NowInfinity director Grant Abbott warned delegates at the NowInfinity International Conference in Hawaii last week SMSF borrowing would either be a thing of the past or would remain the “big player in town” and move past property to include other possibilities.
“Borrowing is going to be gone or it’s going to be bigger than Ben Hur and will just be an accepted thing,” Abbott said.
“That’s something we have to put on our radars because if it’s going to be bigger than Ben Hur, we’re actually going to start to see it go into other assets – from property to exchange-traded funds, et cetera.
“That means in the next seven or eight years, we can really run hard at it or we just have to be always mindful of the fact that it may be banned by the government.”
According to the Australian Taxation Office direct property investments in SMSFs represented 3.6 per cent.
In the past year, SMSFs had grown by more than $60 billion, or $164 million a day, Abbott said.
He predicted that by 2020, there would be 800,000 SMSFs worth in excess of $1 trillion in assets.
“If you are not in front of the game, then it is going to be a torrid few years ahead and, more importantly, one of immense lost opportunity,” he said.
“It is important when you’re having a talk to your clients, about the use of gearing inside an SMSF, to tell then what we’ve got now may well be gone in the future; that your kids, like your parents, will never be able to borrow in their super.
“So generation X have a really good opportunity right now.”
He said innovative strategies resulted in higher pricing particularly when the wider marketplace had not caught on to them yet.
“It’s like with borrowing.

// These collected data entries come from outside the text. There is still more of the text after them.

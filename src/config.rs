//! Startup configuration: board variant from the command line, ranking
//! location and player name from the environment.

use std::env;
use std::fmt;
use std::path::PathBuf;
use std::str::FromStr;

use thiserror::Error;

use crate::board::{DEFAULT_COLUMNS, DEFAULT_ROWS};
use crate::game::DEFAULT_PLAYER;

pub const RANKING_PATH_VAR: &str = "FALLING_BLOCKS_RANKING";
pub const DEFAULT_RANKING_PATH: &str = "ranking.txt";

pub const USAGE: &str = "usage: falling-blocks [classic|compact]";

#[derive(Debug, Error, PartialEq, Eq)]
pub enum ConfigError {
    #[error("unknown variant `{0}` (expected `classic` or `compact`)")]
    UnknownVariant(String),
    #[error("expected at most one argument, got {0}")]
    TooManyArguments(usize),
}

#[derive(Clone, Copy, PartialEq, Eq, Debug, Default)]
pub enum Variant {
    /// 10 x 27 field.
    #[default]
    Classic,
    /// 10 x 20 field for short terminals.
    Compact,
}

impl Variant {
    pub fn dimensions(&self) -> (usize, usize) {
        match self {
            Variant::Classic => (DEFAULT_COLUMNS, DEFAULT_ROWS),
            Variant::Compact => (DEFAULT_COLUMNS, 20),
        }
    }
}

impl FromStr for Variant {
    type Err = ConfigError;

    fn from_str(s: &str) -> Result<Self, Self::Err> {
        match s.to_ascii_lowercase().as_str() {
            "classic" => Ok(Variant::Classic),
            "compact" => Ok(Variant::Compact),
            _ => Err(ConfigError::UnknownVariant(s.to_string())),
        }
    }
}

impl fmt::Display for Variant {
    fn fmt(&self, f: &mut fmt::Formatter<'_>) -> fmt::Result {
        match self {
            Variant::Classic => f.write_str("classic"),
            Variant::Compact => f.write_str("compact"),
        }
    }
}

#[derive(Clone, PartialEq, Eq, Debug)]
pub struct GameConfig {
    pub variant: Variant,
    pub columns: usize,
    pub rows: usize,
    pub ranking_path: PathBuf,
    pub player: String,
}

impl GameConfig {
    /// Builds the config from the arguments after the program name.
    pub fn from_args(args: &[String]) -> Result<Self, ConfigError> {
        let variant = match args {
            [] => Variant::default(),
            [variant] => variant.parse()?,
            _ => return Err(ConfigError::TooManyArguments(args.len())),
        };
        let (columns, rows) = variant.dimensions();

        Ok(Self {
            variant,
            columns,
            rows,
            ranking_path: ranking_path_from_env(),
            player: player_from_env(),
        })
    }
}

fn ranking_path_from_env() -> PathBuf {
    env::var_os(RANKING_PATH_VAR)
        .filter(|path| !path.is_empty())
        .map(PathBuf::from)
        .unwrap_or_else(|| PathBuf::from(DEFAULT_RANKING_PATH))
}

fn player_from_env() -> String {
    ["USER", "USERNAME"]
        .iter()
        .filter_map(|var| env::var(var).ok())
        .find(|name| !name.trim().is_empty())
        .unwrap_or_else(|| DEFAULT_PLAYER.to_string())
}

I’ve been talking about borrowing since 2007 and now it’s still only $16.7 billion, but why is it just catching on?” he said.
“We’re hypothesising about what may happen, so we need to be in front of the curve.
“We’re here to be the early adopters or innovators on these things so that if it all comes down in a crashing heap, we’ll be there to help the clients and they won’t be our clients, they will be somebody else’s clients. So we need to build up some specialisation there.”